Task prompt
Each line below should be restated exactly, with nothing dropped.

= = = = = = =

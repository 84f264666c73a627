//
//  profilescout
//  lib.rs
//
//  Created by Ngonidzashe Mangudya on 2026/01/12.
//  Copyright (c) 2025 IAMNGONI. All rights reserved.
//

//! # ProfileScout Client Library
//!
//! A typed async client for the ProfileScout profile search and enrichment
//! API, plus the `scout` command-line tool built on it.
//!
//! ## Features
//!
//! - **Typed endpoints**: Search, deep research, enrichment and credits
//! - **Retries**: Jittered exponential backoff for 5xx and network failures,
//!   `Retry-After` handling for 429
//! - **Pagination**: Lazy iteration over search result pages
//! - **Job polling**: Wait for deep research jobs with a timeout
//! - **Typed errors**: Auth, NotFound, Validation, RateLimit and Generic
//!
//! ## Module Structure
//!
//! - [`api`]: Client, request engine and endpoint types
//! - [`auth`]: API key resolution
//! - [`config`]: Configuration file management
//! - [`cli`]: Command-line interface definitions using clap
//! - [`output`]: Table and JSON output
//!
//! ## Example Usage
//!
//! ```rust,no_run
//! use profilescout::api::{DeepResearchRequest, ScoutClient};
//!
//! # async fn example() -> Result<(), profilescout::api::ApiError> {
//! let client = ScoutClient::new(Some("sk-live-123"))?;
//!
//! let job = client.deep_research(&DeepResearchRequest::new("seed-stage climate founders")).await?;
//! let done = client.wait_for_deep_research(&job.job_id, &client.poll_options()).await?;
//! println!("{} profiles found", done.results.len());
//! # Ok(())
//! # }
//! ```

/// Command-line interface definitions.
///
/// Contains all CLI commands, arguments, and subcommands defined using the clap derive API.
pub mod cli;

/// ProfileScout API client.
///
/// Handles authentication, URL building, retries, pagination, polling and
/// error classification.
pub mod api;

/// API key resolution.
pub mod auth;

/// Configuration file management.
///
/// Manages the non-secret settings stored in platform-specific locations:
/// - Linux: `~/.config/scout/config.toml`
/// - macOS: `~/Library/Application Support/scout/config.toml`
/// - Windows: `%APPDATA%\scout\config.toml`
pub mod config;

/// Output formatting for table and JSON modes.
pub mod output;

/// Re-export of the main CLI struct for convenient access.
///
/// # Example
///
/// ```rust,no_run
/// use clap::Parser;
/// use profilescout::Cli;
///
/// let cli = Cli::parse();
/// // Handle cli.command...
/// ```
pub use cli::Cli;

/// Re-export of the configuration struct.
pub use config::Config;

/// Re-export of the API client.
pub use api::ScoutClient;

/// Application name constant.
///
/// The name of the CLI binary, used in the `User-Agent` header and
/// configuration paths.
pub const APP_NAME: &str = "scout";

/// Application version constant.
///
/// ```rust
/// use profilescout::VERSION;
///
/// println!("scout version {}", VERSION);
/// ```
pub const VERSION: &str = env!("CARGO_PKG_VERSION");

/// Exit codes for the CLI.
///
/// # Exit Code Ranges
///
/// - `0`: Success
/// - `1-3`: General errors and usage issues
/// - `4-7`: Authentication-related issues
/// - `8-15`: Resource and request issues
/// - `16-31`: Operation-related issues
/// - `32+`: External service issues
///
/// # Example
///
/// ```rust,no_run
/// use profilescout::exit_codes;
/// use std::process;
///
/// // Exit with authentication error
/// process::exit(exit_codes::AUTH_ERROR);
/// ```
pub mod exit_codes {
    /// Successful execution.
    pub const SUCCESS: i32 = 0;

    /// General error.
    ///
    /// An unspecified error occurred during execution.
    /// Check stderr for details.
    pub const ERROR: i32 = 1;

    /// Invalid usage or arguments.
    ///
    /// Use `--help` to see correct usage.
    pub const USAGE: i32 = 2;

    /// Missing or rejected API key.
    ///
    /// Pass `--api-key` or set `PROFILESCOUT_API_KEY`.
    pub const AUTH_ERROR: i32 = 4;

    /// Resource not found.
    pub const NOT_FOUND: i32 = 8;

    /// The server rejected the request parameters.
    pub const VALIDATION: i32 = 9;

    /// A deep research job did not finish in time.
    pub const TIMEOUT: i32 = 16;

    /// API rate limit exceeded.
    ///
    /// The server kept throttling after all retries.
    /// Wait for the reported delay before retrying.
    pub const RATE_LIMIT: i32 = 32;
}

= = = = = = =

Solution for this task
repository 84f264666c73a627
//
//  profilescout
//  lib.rs
//
//  Created by Ngonidzashe Mangudya on 2026/01/12.
//  Copyright (c) 2025 IAMNGONI. All rights reserved.
//

//! # ProfileScout Client Library
//!
//! A typed async client for the ProfileScout profile search and enrichment
//! API, plus the `scout` command-line tool built on it.
//!
//! ## Features
//!
//! - **Typed endpoints**: Search, deep research, enrichment and credits
//! - **Retries**: Jittered exponential backoff for 5xx and network failures,
//!   `Retry-After` handling for 429
//! - **Pagination**: Lazy iteration over search result pages
//! - **Job polling**: Wait for deep research jobs with a timeout
//! - **Typed errors**: Auth, NotFound, Validation, RateLimit and Generic
//!
//! ## Module Structure
//!
//! - [`api`]: Client, request engine and endpoint types
//! - [`auth`]: API key resolution
//! - [`config`]: Configuration file management
//! - [`cli`]: Command-line interface definitions using clap
//! - [`output`]: Table and JSON output
//!
//! ## Example Usage
//!
//! ```rust,no_run
//! use profilescout::api::{DeepResearchRequest, ScoutClient};
//!
//! # async fn example() -> Result<(), profilescout::api::ApiError> {
//! let client = ScoutClient::new(Some("sk-live-123"))?;
//!
//! let job = client.deep_research(&DeepResearchRequest::new("seed-stage climate founders")).await?;
//! let done = client.wait_for_deep_research(&job.job_id, &client.poll_options()).await?;
//! println!("{} profiles found", done.results.len());
//! # Ok(())
//! # }
//! ```

/// Command-line interface definitions.
///
/// Contains all CLI commands, arguments, and subcommands defined using the clap derive API.
pub mod cli;

/// ProfileScout API client.
///
/// Handles authentication, URL building, retries, pagination, polling and
/// error classification.
pub mod api;

/// API key resolution.
pub mod auth;

/// Configuration file management.
///
/// Manages the non-secret settings stored in platform-specific locations:
/// - Linux: `~/.config/scout/config.toml`
/// - macOS: `~/Library/Application Support/scout/config.toml`
/// - Windows: `%APPDATA%\scout\config.toml`
pub mod config;

/// Output formatting for table and JSON modes.
pub mod output;

/// Re-export of the main CLI struct for convenient access.
///
/// # Example
///
/// ```rust,no_run
/// use clap::Parser;
/// use profilescout::Cli;
///
/// let cli = Cli::parse();
/// // Handle cli.command...
/// ```
pub use cli::Cli;

/// Re-export of the configuration struct.
pub use config::Config;

/// Re-export of the API client.
pub use api::ScoutClient;

/// Application name constant.
///
/// The name of the CLI binary, used in the `User-Agent` header and
/// configuration paths.
pub const APP_NAME: &str = "scout";

/// Application version constant.
///
/// ```rust
/// use profilescout::VERSION;
///
/// println!("scout version {}", VERSION);
/// ```
pub const VERSION: &str = env!("CARGO_PKG_VERSION");

/// Exit codes for the CLI.
///
/// # Exit Code Ranges
///
/// - `0`: Success
/// - `1-3`: General errors and usage issues
/// - `4-7`: Authentication-related issues
/// - `8-15`: Resource and request issues
/// - `16-31`: Operation-related issues
/// - `32+`: External service issues
///
/// # Example
///
/// ```rust,no_run
/// use profilescout::exit_codes;
/// use std::process;
///
/// // Exit with authentication error
/// process::exit(exit_codes::AUTH_ERROR);
/// ```
pub mod exit_codes {
    /// Successful execution.
    pub const SUCCESS: i32 = 0;

    /// General error.
    ///
    /// An unspecified error occurred during execution.
    /// Check stderr for details.
    pub const ERROR: i32 = 1;

    /// Invalid usage or arguments.
    ///
    /// Use `--help` to see correct usage.
    pub const USAGE: i32 = 2;

    /// Missing or rejected API key.
    ///
    /// Pass `--api-key` or set `PROFILESCOUT_API_KEY`.
    pub const AUTH_ERROR: i32 = 4;

    /// Resource not found.
    pub const NOT_FOUND: i32 = 8;

    /// The server rejected the request parameters.
    pub const VALIDATION: i32 = 9;

    /// A deep research job did not finish in time.
    pub const TIMEOUT: i32 = 16;

    /// API rate limit exceeded.
    ///
    /// The server kept throttling after all retries.
    /// Wait for the reported delay before retrying.
    pub const RATE_LIMIT: i32 = 32;
}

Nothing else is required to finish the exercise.